* What the exercise asks
Go through the entries and say how many lines contain the string "executed". The number is the whole answer.

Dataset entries
Start of Block

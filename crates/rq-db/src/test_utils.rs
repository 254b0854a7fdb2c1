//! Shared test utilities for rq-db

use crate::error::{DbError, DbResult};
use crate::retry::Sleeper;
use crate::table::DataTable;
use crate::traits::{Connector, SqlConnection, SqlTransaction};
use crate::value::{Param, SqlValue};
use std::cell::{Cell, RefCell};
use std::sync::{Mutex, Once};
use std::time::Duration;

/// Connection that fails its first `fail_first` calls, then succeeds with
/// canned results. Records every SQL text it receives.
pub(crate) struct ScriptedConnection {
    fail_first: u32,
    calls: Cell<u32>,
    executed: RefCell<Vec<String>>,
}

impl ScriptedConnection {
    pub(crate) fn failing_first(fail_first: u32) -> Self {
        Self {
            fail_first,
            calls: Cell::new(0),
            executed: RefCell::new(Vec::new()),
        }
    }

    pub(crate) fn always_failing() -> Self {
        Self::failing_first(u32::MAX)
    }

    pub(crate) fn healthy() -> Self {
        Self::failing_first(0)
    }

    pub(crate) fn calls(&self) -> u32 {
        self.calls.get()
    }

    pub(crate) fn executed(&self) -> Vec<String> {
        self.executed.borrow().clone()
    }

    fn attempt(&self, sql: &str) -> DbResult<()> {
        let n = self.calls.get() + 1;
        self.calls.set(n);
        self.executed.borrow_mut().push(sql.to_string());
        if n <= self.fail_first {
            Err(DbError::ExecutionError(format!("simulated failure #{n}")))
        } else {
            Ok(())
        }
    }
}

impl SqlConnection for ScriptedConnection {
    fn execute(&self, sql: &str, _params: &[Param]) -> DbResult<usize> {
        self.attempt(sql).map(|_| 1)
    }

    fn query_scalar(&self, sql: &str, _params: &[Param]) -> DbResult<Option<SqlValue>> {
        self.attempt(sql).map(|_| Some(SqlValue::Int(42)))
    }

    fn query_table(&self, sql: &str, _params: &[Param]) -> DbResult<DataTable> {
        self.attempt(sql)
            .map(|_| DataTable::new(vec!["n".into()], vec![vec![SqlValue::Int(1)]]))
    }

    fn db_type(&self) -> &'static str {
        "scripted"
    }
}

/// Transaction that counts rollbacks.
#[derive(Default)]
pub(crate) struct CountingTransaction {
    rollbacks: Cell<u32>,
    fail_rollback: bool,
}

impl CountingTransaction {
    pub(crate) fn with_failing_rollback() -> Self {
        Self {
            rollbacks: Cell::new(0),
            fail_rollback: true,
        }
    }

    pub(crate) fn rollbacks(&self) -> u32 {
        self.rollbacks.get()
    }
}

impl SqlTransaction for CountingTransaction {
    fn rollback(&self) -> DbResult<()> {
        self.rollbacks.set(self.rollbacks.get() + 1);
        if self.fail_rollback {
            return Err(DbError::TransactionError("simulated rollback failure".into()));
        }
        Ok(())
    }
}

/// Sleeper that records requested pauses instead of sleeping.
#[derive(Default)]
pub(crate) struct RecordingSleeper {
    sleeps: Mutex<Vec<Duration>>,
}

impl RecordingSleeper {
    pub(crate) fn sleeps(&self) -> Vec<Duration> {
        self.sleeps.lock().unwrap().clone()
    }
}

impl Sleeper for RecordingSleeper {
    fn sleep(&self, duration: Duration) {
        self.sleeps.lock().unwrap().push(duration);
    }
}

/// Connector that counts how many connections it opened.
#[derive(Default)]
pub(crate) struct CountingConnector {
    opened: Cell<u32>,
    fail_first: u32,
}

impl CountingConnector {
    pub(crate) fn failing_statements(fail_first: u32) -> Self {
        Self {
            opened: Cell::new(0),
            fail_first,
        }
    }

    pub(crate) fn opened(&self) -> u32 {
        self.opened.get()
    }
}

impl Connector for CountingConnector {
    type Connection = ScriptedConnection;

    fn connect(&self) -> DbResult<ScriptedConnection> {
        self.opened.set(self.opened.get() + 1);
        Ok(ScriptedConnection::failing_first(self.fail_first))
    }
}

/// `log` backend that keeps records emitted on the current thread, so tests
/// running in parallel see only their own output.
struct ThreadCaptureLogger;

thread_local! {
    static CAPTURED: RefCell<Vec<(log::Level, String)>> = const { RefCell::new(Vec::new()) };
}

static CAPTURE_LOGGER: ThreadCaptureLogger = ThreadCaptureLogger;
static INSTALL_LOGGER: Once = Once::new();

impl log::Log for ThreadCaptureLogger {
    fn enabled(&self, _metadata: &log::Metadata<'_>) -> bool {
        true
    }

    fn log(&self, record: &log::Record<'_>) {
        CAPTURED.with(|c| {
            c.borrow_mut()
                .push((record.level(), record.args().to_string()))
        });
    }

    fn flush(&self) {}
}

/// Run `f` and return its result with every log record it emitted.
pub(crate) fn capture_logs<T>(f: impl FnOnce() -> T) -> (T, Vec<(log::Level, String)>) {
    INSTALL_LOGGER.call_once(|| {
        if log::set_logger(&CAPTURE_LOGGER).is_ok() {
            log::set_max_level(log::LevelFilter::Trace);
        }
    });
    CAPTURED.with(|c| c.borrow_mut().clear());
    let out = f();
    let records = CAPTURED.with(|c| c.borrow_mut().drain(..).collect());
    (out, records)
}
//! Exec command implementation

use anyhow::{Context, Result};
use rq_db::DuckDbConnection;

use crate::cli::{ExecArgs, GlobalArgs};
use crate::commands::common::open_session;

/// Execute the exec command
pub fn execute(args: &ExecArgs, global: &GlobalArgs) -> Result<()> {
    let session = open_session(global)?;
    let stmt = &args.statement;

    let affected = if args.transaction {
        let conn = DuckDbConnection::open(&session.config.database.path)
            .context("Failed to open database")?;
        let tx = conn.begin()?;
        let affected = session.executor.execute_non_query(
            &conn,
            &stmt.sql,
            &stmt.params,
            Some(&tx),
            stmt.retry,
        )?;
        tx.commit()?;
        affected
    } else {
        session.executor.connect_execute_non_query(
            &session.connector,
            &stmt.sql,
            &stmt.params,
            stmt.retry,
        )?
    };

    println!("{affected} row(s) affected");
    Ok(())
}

End of Block
Start of Block

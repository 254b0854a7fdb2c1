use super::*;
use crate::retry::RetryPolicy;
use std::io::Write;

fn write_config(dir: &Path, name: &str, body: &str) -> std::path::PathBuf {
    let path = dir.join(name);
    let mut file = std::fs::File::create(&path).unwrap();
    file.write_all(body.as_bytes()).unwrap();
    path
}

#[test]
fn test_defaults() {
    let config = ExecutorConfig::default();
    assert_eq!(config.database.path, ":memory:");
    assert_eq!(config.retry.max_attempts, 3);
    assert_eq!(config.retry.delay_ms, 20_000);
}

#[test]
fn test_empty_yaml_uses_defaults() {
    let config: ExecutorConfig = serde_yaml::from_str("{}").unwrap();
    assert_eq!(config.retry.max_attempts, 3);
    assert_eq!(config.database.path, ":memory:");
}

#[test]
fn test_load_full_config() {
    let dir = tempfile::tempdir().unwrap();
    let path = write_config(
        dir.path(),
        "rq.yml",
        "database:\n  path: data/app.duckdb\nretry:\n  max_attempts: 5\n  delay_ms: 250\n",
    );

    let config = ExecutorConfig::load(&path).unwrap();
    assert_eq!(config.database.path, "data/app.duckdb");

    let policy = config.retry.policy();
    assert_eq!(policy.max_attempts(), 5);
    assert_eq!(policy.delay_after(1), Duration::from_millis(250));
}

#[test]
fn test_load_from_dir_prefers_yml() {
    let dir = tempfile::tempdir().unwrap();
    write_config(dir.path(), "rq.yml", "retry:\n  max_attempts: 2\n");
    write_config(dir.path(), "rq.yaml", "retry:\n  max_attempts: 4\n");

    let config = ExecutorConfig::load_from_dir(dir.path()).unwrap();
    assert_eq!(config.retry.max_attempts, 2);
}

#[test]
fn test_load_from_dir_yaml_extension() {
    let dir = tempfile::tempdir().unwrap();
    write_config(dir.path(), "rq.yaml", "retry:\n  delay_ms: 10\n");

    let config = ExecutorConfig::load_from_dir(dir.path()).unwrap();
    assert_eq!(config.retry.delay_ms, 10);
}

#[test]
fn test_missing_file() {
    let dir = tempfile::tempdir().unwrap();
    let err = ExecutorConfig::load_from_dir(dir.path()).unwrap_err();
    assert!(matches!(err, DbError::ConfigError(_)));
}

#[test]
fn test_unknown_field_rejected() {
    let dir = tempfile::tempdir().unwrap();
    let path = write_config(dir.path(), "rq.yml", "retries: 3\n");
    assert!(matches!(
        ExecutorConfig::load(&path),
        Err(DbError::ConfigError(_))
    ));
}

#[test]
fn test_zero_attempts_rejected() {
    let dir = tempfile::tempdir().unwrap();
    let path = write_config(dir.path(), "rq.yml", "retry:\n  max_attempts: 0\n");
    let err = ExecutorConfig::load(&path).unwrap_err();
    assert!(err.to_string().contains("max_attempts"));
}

End of Block

* Answer area
5